Шрифт:
Интервал:
Закладка:
Теперь задумалась я. Вернувшись с Денали, мы с Редвудом отправились в постель, и все было совершенно замечательно и чудесно, однако я не могла избавиться от неприятного чувства, будто вот-вот что-то рухнет.
– Сначала я думала, сработал инстинкт собственника, – ответила я, – но сейчас полагаю, дело, возможно, в том… Информацию, сведения обо мне предали огласке – или я сама предала их огласке, – и я никак не могу понять, важно ли, сколько людей про меня знают. Они ведь все равно ничего не знают. А значит, не имеет значения, сколько правды в «Пилигриме». Может, даже лучше, что он всего-навсего фильм.
– Чисто из любопытства, что вам еще осталось?
– Мы с основной командой поедем на Гавайи доснять пару натурных сцен, потом крушение самолета, самый конец.
– Почти шоковая терапия в духе «Нью эйдж». Вы снимаете сцену, где самолет падает в воду.
– Может, это перформанс.
– Забавно.
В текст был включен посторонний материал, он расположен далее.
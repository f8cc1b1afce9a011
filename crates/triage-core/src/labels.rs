//! Decoding of `name-value;name-value;...` category strings.
//!
//! Every token carries a label name and a value whose last character is a
//! decimal digit, e.g. `related-1`. The label schema is taken from one decoded
//! row and assumed shared by every other row; later rows are only checked for
//! a matching token count.

use crate::error::ParseError;
use serde::{Deserialize, Serialize};
use std::collections::HashSet;

/// Separator between tokens in an encoded category string.
pub const TOKEN_DELIMITER: char = ';';

/// Separator between a label name and its value.
pub const VALUE_SEPARATOR: char = '-';

/// Ordered set of label names shared by every record of a dataset.
#[derive(Debug, Clone, PartialEq, Eq, Hash, Serialize, Deserialize)]
pub struct LabelSchema {
    names: Vec<String>,
}

impl LabelSchema {
    /// Build a schema, rejecting duplicate names.
    pub fn new(names: Vec<String>) -> std::result::Result<Self, ParseError> {
        let mut seen = HashSet::with_capacity(names.len());
        for name in &names {
            if !seen.insert(name.as_str()) {
                return Err(ParseError::DuplicateLabel { name: name.clone() });
            }
        }
        Ok(Self { names })
    }

    /// Derive the schema from one encoded category string.
    pub fn from_encoded(encoded: &str) -> std::result::Result<Self, ParseError> {
        let names = decode_categories(encoded)?
            .into_iter()
            .map(|(name, _)| name)
            .collect();
        Self::new(names)
    }

    pub fn names(&self) -> &[String] {
        &self.names
    }

    pub fn len(&self) -> usize {
        self.names.len()
    }

    pub fn is_empty(&self) -> bool {
        self.names.is_empty()
    }

    /// Column position of `name`, if present.
    pub fn position(&self, name: &str) -> Option<usize> {
        self.names.iter().position(|n| n == name)
    }

    /// Decode the values of `encoded` in schema order.
    ///
    /// Names are not compared against the schema; only the token count is.
    pub fn decode_values(&self, encoded: &str) -> std::result::Result<Vec<u8>, ParseError> {
        let tokens = split_tokens(encoded)?;
        if tokens.len() != self.names.len() {
            return Err(ParseError::SchemaMismatch {
                expected: self.names.len(),
                found: tokens.len(),
            });
        }
        tokens
            .into_iter()
            .map(|token| parse_token(token).map(|(_, value)| value))
            .collect()
    }
}

/// Decode an encoded category string into `(name, value)` pairs in order.
pub fn decode_categories(encoded: &str) -> std::result::Result<Vec<(String, u8)>, ParseError> {
    split_tokens(encoded)?
        .into_iter()
        .map(|token| parse_token(token).map(|(name, value)| (name.to_string(), value)))
        .collect()
}

fn split_tokens(encoded: &str) -> std::result::Result<Vec<&str>, ParseError> {
    if encoded.is_empty() {
        return Err(ParseError::EmptyCategories);
    }
    Ok(encoded.split(TOKEN_DELIMITER).collect())
}

fn parse_token(token: &str) -> std::result::Result<(&str, u8), ParseError> {
    let malformed = || ParseError::MalformedToken {
        token: token.to_string(),
    };

    let (name, value) = token.rsplit_once(VALUE_SEPARATOR).ok_or_else(malformed)?;
    if name.is_empty() {
        return Err(malformed());
    }
    let digit = value
        .chars()
        .last()
        .and_then(|c| c.to_digit(10))
        .ok_or_else(malformed)?;

    Ok((name, digit as u8))
}
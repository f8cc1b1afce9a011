//! JSON evaluation report artifact.

use std::path::Path;

use chrono::{DateTime, Utc};
use serde::{Deserialize, Serialize};
use tracing::info;
use triage_core::{EvaluationReport, ForestParams, TrainedModel};

use crate::atomic::write_atomic;
use crate::error::Result;

/// Evaluation results plus the model they describe.
#[derive(Debug, Clone, PartialEq, Serialize, Deserialize)]
pub struct EvaluationDocument {
    pub generated_at: DateTime<Utc>,
    pub model_id: String,
    pub best_params: ForestParams,
    pub cv_best_score: f64,
    pub report: EvaluationReport,
}

impl EvaluationDocument {
    pub fn new(model: &TrainedModel, report: EvaluationReport) -> Self {
        Self {
            generated_at: Utc::now(),
            model_id: model.model_id.to_string(),
            best_params: model.best_params().clone(),
            cv_best_score: model.cv_results().best().mean_score,
            report,
        }
    }
}

/// Write the document as pretty JSON.
pub fn write_evaluation_json(path: &Path, document: &EvaluationDocument) -> Result<()> {
    let json = serde_json::to_vec_pretty(document)?;
    write_atomic(path, &json)?;
    info!(path = %path.display(), "Wrote evaluation report");
    Ok(())
}

pub fn read_evaluation_json(path: &Path) -> Result<EvaluationDocument> {
    let bytes = std::fs::read(path)?;
    Ok(serde_json::from_slice(&bytes)?)
}
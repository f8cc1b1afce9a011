//! Per-label classification metrics for multi-label predictions.
//!
//! Each label is scored as a binary problem with 1 as the positive class.
//! Undefined ratios (no predicted or no actual positives) are reported as 0.

use crate::error::{Result, TriageError};
use crate::matrix::LabelMatrix;
use serde::{Deserialize, Serialize};
use std::fmt;

/// Precision, recall, F1 and support of one label.
#[derive(Debug, Clone, PartialEq, Serialize, Deserialize)]
pub struct LabelMetrics {
    pub label: String,
    pub precision: f64,
    pub recall: f64,
    pub f1: f64,
    /// Number of true positives plus false negatives.
    pub support: usize,
}

/// Averaged precision, recall and F1.
#[derive(Debug, Clone, PartialEq, Serialize, Deserialize)]
pub struct AverageMetrics {
    pub precision: f64,
    pub recall: f64,
    pub f1: f64,
    pub support: usize,
}

#[derive(Debug, Clone, PartialEq, Serialize, Deserialize)]
pub struct EvaluationReport {
    pub labels: Vec<LabelMetrics>,
    pub micro_avg: AverageMetrics,
    pub macro_avg: AverageMetrics,
    /// Fraction of equal cells over the whole matrix.
    pub accuracy: f64,
}

#[derive(Default, Clone, Copy)]
struct Counts {
    tp: usize,
    fp: usize,
    fn_: usize,
}

impl Counts {
    fn support(&self) -> usize {
        self.tp + self.fn_
    }

    fn scores(&self) -> (f64, f64, f64) {
        let precision = ratio(self.tp, self.tp + self.fp);
        let recall = ratio(self.tp, self.tp + self.fn_);
        let f1 = if precision + recall > 0.0 {
            2.0 * precision * recall / (precision + recall)
        } else {
            0.0
        };
        (precision, recall, f1)
    }
}

fn ratio(num: usize, den: usize) -> f64 {
    if den == 0 {
        0.0
    } else {
        num as f64 / den as f64
    }
}

/// Score `predicted` against `truth`, column `j` named `label_names[j]`.
pub fn evaluate(
    truth: &LabelMatrix,
    predicted: &LabelMatrix,
    label_names: &[String],
) -> Result<EvaluationReport> {
    if truth.n_rows() != predicted.n_rows() || truth.n_cols() != predicted.n_cols() {
        return Err(TriageError::Data(format!(
            "prediction shape {}x{} does not match truth {}x{}",
            predicted.n_rows(),
            predicted.n_cols(),
            truth.n_rows(),
            truth.n_cols()
        )));
    }
    if label_names.len() != truth.n_cols() {
        return Err(TriageError::Data(format!(
            "{} label names for {} columns",
            label_names.len(),
            truth.n_cols()
        )));
    }
    if truth.is_empty() || truth.n_cols() == 0 {
        return Err(TriageError::Data("cannot evaluate an empty matrix".to_string()));
    }

    let mut per_label = vec![Counts::default(); truth.n_cols()];
    let mut equal_cells = 0usize;
    for r in 0..truth.n_rows() {
        for (c, (t, p)) in truth.row(r).iter().zip(predicted.row(r)).enumerate() {
            if t == p {
                equal_cells += 1;
            }
            let counts = &mut per_label[c];
            match (*t == 1, *p == 1) {
                (true, true) => counts.tp += 1,
                (false, true) => counts.fp += 1,
                (true, false) => counts.fn_ += 1,
                (false, false) => {}
            }
        }
    }

    let labels: Vec<LabelMetrics> = per_label
        .iter()
        .zip(label_names)
        .map(|(counts, name)| {
            let (precision, recall, f1) = counts.scores();
            LabelMetrics {
                label: name.clone(),
                precision,
                recall,
                f1,
                support: counts.support(),
            }
        })
        .collect();

    let total = per_label.iter().fold(Counts::default(), |acc, c| Counts {
        tp: acc.tp + c.tp,
        fp: acc.fp + c.fp,
        fn_: acc.fn_ + c.fn_,
    });
    let (precision, recall, f1) = total.scores();
    let micro_avg = AverageMetrics {
        precision,
        recall,
        f1,
        support: total.support(),
    };

    let n = labels.len() as f64;
    let macro_avg = AverageMetrics {
        precision: labels.iter().map(|m| m.precision).sum::<f64>() / n,
        recall: labels.iter().map(|m| m.recall).sum::<f64>() / n,
        f1: labels.iter().map(|m| m.f1).sum::<f64>() / n,
        support: total.support(),
    };

    let accuracy = equal_cells as f64 / (truth.n_rows() * truth.n_cols()) as f64;

    Ok(EvaluationReport {
        labels,
        micro_avg,
        macro_avg,
        accuracy,
    })
}

impl fmt::Display for EvaluationReport {
    fn fmt(&self, f: &mut fmt::Formatter<'_>) -> fmt::Result {
        let width = self
            .labels
            .iter()
            .map(|m| m.label.len())
            .chain(["macro avg".len()])
            .max()
            .unwrap_or(0);

        writeln!(
            f,
            "{:>width$} {:>10} {:>10} {:>10} {:>10}",
            "", "precision", "recall", "f1-score", "support"
        )?;
        writeln!(f)?;
        for m in &self.labels {
            writeln!(
                f,
                "{:>width$} {:>10.2} {:>10.2} {:>10.2} {:>10}",
                m.label, m.precision, m.recall, m.f1, m.support
            )?;
        }
        writeln!(f)?;
        for (name, avg) in [("micro avg", &self.micro_avg), ("macro avg", &self.macro_avg)] {
            writeln!(
                f,
                "{:>width$} {:>10.2} {:>10.2} {:>10.2} {:>10}",
                name, avg.precision, avg.recall, avg.f1, avg.support
            )?;
        }
        Ok(())
    }
}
Ну что ж, коли уж вы едете на Гавайи, вам стоит навестить ребенка, которого вырастил Калеб Биттеррут. Теперь он старый, как и я, но я почти уверена, живет в том же доме на Оаху, где Мэриен останавливалась во время полета. Мы обмениваемся рождественскими посланиями. – Мне было трудно представить, что эта женщина поздравляет кого-то с Рождеством. – Его зовут Джоуи Камака. Я видела его один раз, когда ездила повидать Калеба.
Я тупо переспросила:
– Вы ездили повидать Калеба? Калеба Мэриен?
– После двадцати я погрузилась в поиски. О том, что папа не мой родной отец, я знала с четырнадцати лет, но всерьез не пыталась об этом думать. А потом попыталась.
После смерти Митча я вернулась домой из Нью-Йорка продать дом, но прежде походила по нему и нашла папку с письмами моего отца. «Мы мучаем друг друга, – писал он о матери до моего рождения, – но решили, что предпочитаем свои мучения и радость примирений непрекращающемуся животному довольству».
Когда я появилась на свет и отцу стало ясно, что ребенок не решит никаких проблем, письма стали еще тоскливее. Не знаю, почему считается, будто дети буквально все делают проще. Читая его слова, впервые в известном смысле слыша его голос, я задумалась, а не намеренно ли он разбил самолет. Потом, наняв Р. А. разобраться в той катастрофе, я спросила его, возможно ли убийство-самоубийство, и он ответил, возможно, конечно, все. Но добавил, что в таком случае отец взял бы и меня: такие ребята обычно кончают всей семьей.
Я спросила у Аделаиды:
– Как вы узнали, что Джейми ваш…
– Родной отец? Мне сказали родители. Мои братья к тому времени уже учились в колледже, и папа с мамой усадили меня и выдали. Мой папа, врач, когда меня зачали, был на войне в Европе. История оказалась не особо эффектной. Во время войны Джейми находился проездом в Сиэтле, и они с мамой, по выражению родителей, воссоединились. Мимолетно. Узнав, что она беременна, мама тут же написала отцу и все ему рассказала. Он очень понимающий человек. Любил ее, хотя, могу себе представить, мое существование кое-что осложнило. Мама отправила письмо и Джейми, но он уже погиб. Тогда она написала Мэриен, однако письму потребовалось немало времени, чтобы найти адресата.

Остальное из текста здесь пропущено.